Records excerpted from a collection

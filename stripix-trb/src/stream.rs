//! Live stream framing.
//!
//! The acquisition board streams little-endian 32-bit words. An event opens
//! with [`EVENT_START`]; each board's payload sits between [`BOARD_START`]
//! and [`BOARD_END`]. Sentinels are matched by literal equality only, so a
//! payload word equal to a sentinel value desynchronizes the stream until
//! the next [`EVENT_START`]. Only one board per event is decoded.

use crate::reorder::{reorder, BOARD_SAMPLES};
use byteorder::{ByteOrder, LittleEndian};

#[cfg(feature = "serde")]
use serde::{Deserialize, Serialize};

/// Opens an event.
pub const EVENT_START: u32 = 0xFA4A_F1CA;
/// Opens a board payload inside an event.
pub const BOARD_START: u32 = 0xBABA_1A9A;
/// Closes a board payload.
pub const BOARD_END: u32 = 0x0BED_FACE;

/// Words of board header preceding the samples.
pub const BOARD_HEADER_WORDS: usize = 8;

/// Channels per connector; a board frame holds two connectors.
pub const CONNECTOR_CHANNELS: usize = BOARD_SAMPLES / 2;

/// Splits one payload word into its two samples, low half first.
///
/// The two low bits of each half are ADC status flags and are dropped.
#[inline]
#[must_use]
pub fn decode_word(word: u32) -> [u16; 2] {
    let low = (word & 0xFFFF) as u16;
    let high = ((word >> 16) & 0xFFFF) as u16;
    [low / 4, high / 4]
}

/// Decodes board payload words into samples in wire order.
#[must_use]
pub fn decode_board(words: &[u32]) -> Vec<u16> {
    words.iter().flat_map(|&w| decode_word(w)).collect()
}

/// One decoded board readout in detector channel order.
#[derive(Debug, Clone, PartialEq, Eq)]
#[cfg_attr(feature = "serde", derive(Serialize, Deserialize))]
pub struct BoardFrame {
    /// Sequence number, starting at 1 for the first completed frame.
    pub id: u64,
    /// First connector (J7), 640 channels.
    pub j7: Vec<u16>,
    /// Second connector (J5), 640 channels.
    pub j5: Vec<u16>,
}

impl BoardFrame {
    /// Returns the channels of connector 0 (J7) or 1 (J5).
    #[must_use]
    pub fn connector(&self, index: usize) -> Option<&[u16]> {
        match index {
            0 => Some(&self.j7),
            1 => Some(&self.j5),
            _ => None,
        }
    }
}

/// Counters for conditions the framer absorbed instead of failing on.
#[derive(Debug, Clone, Copy, Default, PartialEq, Eq)]
#[cfg_attr(feature = "serde", derive(Serialize, Deserialize))]
pub struct StreamStats {
    /// Words consumed.
    pub words: u64,
    /// Frames published.
    pub frames: u64,
    /// Words seen outside any event.
    pub discarded_words: u64,
    /// Out-of-order sentinels that were ignored or restarted a board.
    pub desync_warnings: u64,
    /// Boards closed with a payload of the wrong size.
    pub dropped_boards: u64,
}

#[derive(Debug, Clone, Copy, PartialEq, Eq)]
enum State {
    Idle,
    InEvent,
    InBoard,
}

/// Stateful decoder turning a word stream into board frames.
#[derive(Debug, Clone)]
pub struct StreamFramer {
    state: State,
    board_words: Vec<u32>,
    stats: StreamStats,
}

impl Default for StreamFramer {
    fn default() -> Self {
        Self::new()
    }
}

impl StreamFramer {
    /// Creates an idle framer.
    #[must_use]
    pub fn new() -> Self {
        Self {
            state: State::Idle,
            board_words: Vec::with_capacity(BOARD_HEADER_WORDS + BOARD_SAMPLES / 2),
            stats: StreamStats::default(),
        }
    }

    /// Returns true inside an event.
    #[must_use]
    pub fn in_event(&self) -> bool {
        self.state != State::Idle
    }

    /// Returns true while accumulating a board payload.
    #[must_use]
    pub fn in_board(&self) -> bool {
        self.state == State::InBoard
    }

    /// Number of words accumulated for the current board.
    #[must_use]
    pub fn pending_words(&self) -> usize {
        self.board_words.len()
    }

    /// Counters since creation.
    #[must_use]
    pub fn stats(&self) -> StreamStats {
        self.stats
    }

    /// Drops any partial event and returns to idle.
    pub fn reset(&mut self) {
        self.state = State::Idle;
        self.board_words.clear();
    }

    /// Consumes one word, returning a frame when a board completes.
    pub fn push_word(&mut self, word: u32) -> Option<BoardFrame> {
        self.stats.words += 1;

        if word == EVENT_START {
            if self.state == State::InBoard {
                self.desync("event start inside a board");
            }
            self.state = State::InEvent;
            self.board_words.clear();
            return None;
        }

        match (self.state, word) {
            (State::Idle, _) => {
                self.stats.discarded_words += 1;
                None
            }
            (State::InEvent, BOARD_START) => {
                self.state = State::InBoard;
                self.board_words.clear();
                None
            }
            (State::InBoard, BOARD_START) => {
                self.desync("board start inside a board");
                self.board_words.clear();
                None
            }
            (State::InEvent, BOARD_END) => {
                self.desync("board end outside a board");
                None
            }
            (State::InEvent, _) => None,
            (State::InBoard, BOARD_END) => {
                let frame = self.close_board();
                self.reset();
                frame
            }
            (State::InBoard, _) => {
                self.board_words.push(word);
                None
            }
        }
    }

    /// Consumes every complete little-endian word of a datagram.
    ///
    /// Trailing bytes that do not form a full word are ignored.
    pub fn push_bytes(&mut self, bytes: &[u8]) -> Vec<BoardFrame> {
        bytes
            .chunks_exact(4)
            .filter_map(|chunk| self.push_word(LittleEndian::read_u32(chunk)))
            .collect()
    }

    fn close_board(&mut self) -> Option<BoardFrame> {
        let payload = self.board_words.get(BOARD_HEADER_WORDS..).unwrap_or(&[]);
        let samples = decode_board(payload);
        let Some(ordered) = reorder(&samples) else {
            self.stats.dropped_boards += 1;
            self.desync("board payload has the wrong size");
            log::warn!(
                "dropping board with {} samples, expected {}",
                samples.len(),
                BOARD_SAMPLES
            );
            return None;
        };
        self.stats.frames += 1;
        let (j7, j5) = ordered.split_at(CONNECTOR_CHANNELS);
        Some(BoardFrame {
            id: self.stats.frames,
            j7: j7.to_vec(),
            j5: j5.to_vec(),
        })
    }

    fn desync(&mut self, what: &str) {
        self.stats.desync_warnings += 1;
        log::warn!("stream desync: {what}");
    }
}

* **Description of the task**:
Write out the records once more, precisely as they stand.

* **Exercise answer**:
filename stripix-trb/src/stream.rs
//! Live stream framing.
//!
//! The acquisition board streams little-endian 32-bit words. An event opens
//! with [`EVENT_START`]; each board's payload sits between [`BOARD_START`]
//! and [`BOARD_END`]. Sentinels are matched by literal equality only, so a
//! payload word equal to a sentinel value desynchronizes the stream until
//! the next [`EVENT_START`]. Only one board per event is decoded.

use crate::reorder::{reorder, BOARD_SAMPLES};
use byteorder::{ByteOrder, LittleEndian};

#[cfg(feature = "serde")]
use serde::{Deserialize, Serialize};

/// Opens an event.
pub const EVENT_START: u32 = 0xFA4A_F1CA;
/// Opens a board payload inside an event.
pub const BOARD_START: u32 = 0xBABA_1A9A;
/// Closes a board payload.
pub const BOARD_END: u32 = 0x0BED_FACE;

/// Words of board header preceding the samples.
pub const BOARD_HEADER_WORDS: usize = 8;

/// Channels per connector; a board frame holds two connectors.
pub const CONNECTOR_CHANNELS: usize = BOARD_SAMPLES / 2;

/// Splits one payload word into its two samples, low half first.
///
/// The two low bits of each half are ADC status flags and are dropped.
#[inline]
#[must_use]
pub fn decode_word(word: u32) -> [u16; 2] {
    let low = (word & 0xFFFF) as u16;
    let high = ((word >> 16) & 0xFFFF) as u16;
    [low / 4, high / 4]
}

/// Decodes board payload words into samples in wire order.
#[must_use]
pub fn decode_board(words: &[u32]) -> Vec<u16> {
    words.iter().flat_map(|&w| decode_word(w)).collect()
}

/// One decoded board readout in detector channel order.
#[derive(Debug, Clone, PartialEq, Eq)]
#[cfg_attr(feature = "serde", derive(Serialize, Deserialize))]
pub struct BoardFrame {
    /// Sequence number, starting at 1 for the first completed frame.
    pub id: u64,
    /// First connector (J7), 640 channels.
    pub j7: Vec<u16>,
    /// Second connector (J5), 640 channels.
    pub j5: Vec<u16>,
}

impl BoardFrame {
    /// Returns the channels of connector 0 (J7) or 1 (J5).
    #[must_use]
    pub fn connector(&self, index: usize) -> Option<&[u16]> {
        match index {
            0 => Some(&self.j7),
            1 => Some(&self.j5),
            _ => None,
        }
    }
}

/// Counters for conditions the framer absorbed instead of failing on.
#[derive(Debug, Clone, Copy, Default, PartialEq, Eq)]
#[cfg_attr(feature = "serde", derive(Serialize, Deserialize))]
pub struct StreamStats {
    /// Words consumed.
    pub words: u64,
    /// Frames published.
    pub frames: u64,
    /// Words seen outside any event.
    pub discarded_words: u64,
    /// Out-of-order sentinels that were ignored or restarted a board.
    pub desync_warnings: u64,
    /// Boards closed with a payload of the wrong size.
    pub dropped_boards: u64,
}

#[derive(Debug, Clone, Copy, PartialEq, Eq)]
enum State {
    Idle,
    InEvent,
    InBoard,
}

/// Stateful decoder turning a word stream into board frames.
#[derive(Debug, Clone)]
pub struct StreamFramer {
    state: State,
    board_words: Vec<u32>,
    stats: StreamStats,
}

impl Default for StreamFramer {
    fn default() -> Self {
        Self::new()
    }
}

impl StreamFramer {
    /// Creates an idle framer.
    #[must_use]
    pub fn new() -> Self {
        Self {
            state: State::Idle,
            board_words: Vec::with_capacity(BOARD_HEADER_WORDS + BOARD_SAMPLES / 2),
            stats: StreamStats::default(),
        }
    }

    /// Returns true inside an event.
    #[must_use]
    pub fn in_event(&self) -> bool {
        self.state != State::Idle
    }

    /// Returns true while accumulating a board payload.
    #[must_use]
    pub fn in_board(&self) -> bool {
        self.state == State::InBoard
    }

    /// Number of words accumulated for the current board.
    #[must_use]
    pub fn pending_words(&self) -> usize {
        self.board_words.len()
    }

    /// Counters since creation.
    #[must_use]
    pub fn stats(&self) -> StreamStats {
        self.stats
    }

    /// Drops any partial event and returns to idle.
    pub fn reset(&mut self) {
        self.state = State::Idle;
        self.board_words.clear();
    }

    /// Consumes one word, returning a frame when a board completes.
    pub fn push_word(&mut self, word: u32) -> Option<BoardFrame> {
        self.stats.words += 1;

        if word == EVENT_START {
            if self.state == State::InBoard {
                self.desync("event start inside a board");
            }
            self.state = State::InEvent;
            self.board_words.clear();
            return None;
        }

        match (self.state, word) {
            (State::Idle, _) => {
                self.stats.discarded_words += 1;
                None
            }
            (State::InEvent, BOARD_START) => {
                self.state = State::InBoard;
                self.board_words.clear();
                None
            }
            (State::InBoard, BOARD_START) => {
                self.desync("board start inside a board");
                self.board_words.clear();
                None
            }
            (State::InEvent, BOARD_END) => {
                self.desync("board end outside a board");
                None
            }
            (State::InEvent, _) => None,
            (State::InBoard, BOARD_END) => {
                let frame = self.close_board();
                self.reset();
                frame
            }
            (State::InBoard, _) => {
                self.board_words.push(word);
                None
            }
        }
    }

    /// Consumes every complete little-endian word of a datagram.
    ///
    /// Trailing bytes that do not form a full word are ignored.
    pub fn push_bytes(&mut self, bytes: &[u8]) -> Vec<BoardFrame> {
        bytes
            .chunks_exact(4)
            .filter_map(|chunk| self.push_word(LittleEndian::read_u32(chunk)))
            .collect()
    }

    fn close_board(&mut self) -> Option<BoardFrame> {
        let payload = self.board_words.get(BOARD_HEADER_WORDS..).unwrap_or(&[]);
        let samples = decode_board(payload);
        let Some(ordered) = reorder(&samples) else {
            self.stats.dropped_boards += 1;
            self.desync("board payload has the wrong size");
            log::warn!(
                "dropping board with {} samples, expected {}",
                samples.len(),
                BOARD_SAMPLES
            );
            return None;
        };
        self.stats.frames += 1;
        let (j7, j5) = ordered.split_at(CONNECTOR_CHANNELS);
        Some(BoardFrame {
            id: self.stats.frames,
            j7: j7.to_vec(),
            j5: j5.to_vec(),
        })
    }

    fn desync(&mut self, what: &str) {
        self.stats.desync_warnings += 1;
        log::warn!("stream desync: {what}");
    }
}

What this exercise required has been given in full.